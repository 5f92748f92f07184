use super::*;

use client_core::FetchState;
use shared::domain::{ResultRecord, ResultSet};

fn loaded_snapshot() -> ControllerSnapshot {
    let records = ["tt0076759", "tt0080684"]
        .into_iter()
        .map(|id| ResultRecord {
            id: RecordId::from(id),
            title: format!("Film {id}"),
            year: "1977".to_string(),
            poster_url: None,
        })
        .collect::<ResultSet>();
    ControllerSnapshot {
        state: FetchState::Loaded(records),
        selection: None,
        request_seq: 1,
    }
}

#[test]
fn parses_control_words() {
    let snapshot = loaded_snapshot();
    assert_eq!(SessionCommand::parse("q", &snapshot), Some(SessionCommand::Quit));
    assert_eq!(SessionCommand::parse(" clear ", &snapshot), Some(SessionCommand::Clear));
    assert_eq!(SessionCommand::parse("r", &snapshot), Some(SessionCommand::Refetch));
    assert_eq!(SessionCommand::parse("x", &snapshot), Some(SessionCommand::Cancel));
    assert_eq!(SessionCommand::parse("?", &snapshot), Some(SessionCommand::Help));
    assert_eq!(SessionCommand::parse("   ", &snapshot), None);
}

#[test]
fn list_position_resolves_to_identifier() {
    assert_eq!(
        SessionCommand::parse("2", &loaded_snapshot()),
        Some(SessionCommand::Select(RecordId::from("tt0080684")))
    );
}

#[test]
fn out_of_range_position_is_passed_through_as_identifier() {
    let snapshot = loaded_snapshot();
    assert_eq!(
        SessionCommand::parse("0", &snapshot),
        Some(SessionCommand::Select(RecordId::from("0")))
    );
    assert_eq!(
        SessionCommand::parse("9", &snapshot),
        Some(SessionCommand::Select(RecordId::from("9")))
    );
}

#[test]
fn free_text_selects_by_identifier() {
    assert_eq!(
        SessionCommand::parse("tt0076759", &loaded_snapshot()),
        Some(SessionCommand::Select(RecordId::from("tt0076759")))
    );
}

===============

Work order ->
This exercise calls for an exact reproduction of the material.

Response to this exercise ->
repository 5f92748f92f07184
use super::*;

use client_core::FetchState;
use shared::domain::{ResultRecord, ResultSet};

fn loaded_snapshot() -> ControllerSnapshot {
    let records = ["tt0076759", "tt0080684"]
        .into_iter()
        .map(|id| ResultRecord {
            id: RecordId::from(id),
            title: format!("Film {id}"),
            year: "1977".to_string(),
            poster_url: None,
        })
        .collect::<ResultSet>();
    ControllerSnapshot {
        state: FetchState::Loaded(records),
        selection: None,
        request_seq: 1,
    }
}

#[test]
fn parses_control_words() {
    let snapshot = loaded_snapshot();
    assert_eq!(SessionCommand::parse("q", &snapshot), Some(SessionCommand::Quit));
    assert_eq!(SessionCommand::parse(" clear ", &snapshot), Some(SessionCommand::Clear));
    assert_eq!(SessionCommand::parse("r", &snapshot), Some(SessionCommand::Refetch));
    assert_eq!(SessionCommand::parse("x", &snapshot), Some(SessionCommand::Cancel));
    assert_eq!(SessionCommand::parse("?", &snapshot), Some(SessionCommand::Help));
    assert_eq!(SessionCommand::parse("   ", &snapshot), None);
}

#[test]
fn list_position_resolves_to_identifier() {
    assert_eq!(
        SessionCommand::parse("2", &loaded_snapshot()),
        Some(SessionCommand::Select(RecordId::from("tt0080684")))
    );
}

#[test]
fn out_of_range_position_is_passed_through_as_identifier() {
    let snapshot = loaded_snapshot();
    assert_eq!(
        SessionCommand::parse("0", &snapshot),
        Some(SessionCommand::Select(RecordId::from("0")))
    );
    assert_eq!(
        SessionCommand::parse("9", &snapshot),
        Some(SessionCommand::Select(RecordId::from("9")))
    );
}

#[test]
fn free_text_selects_by_identifier() {
    assert_eq!(
        SessionCommand::parse("tt0076759", &loaded_snapshot()),
        Some(SessionCommand::Select(RecordId::from("tt0076759")))
    );
}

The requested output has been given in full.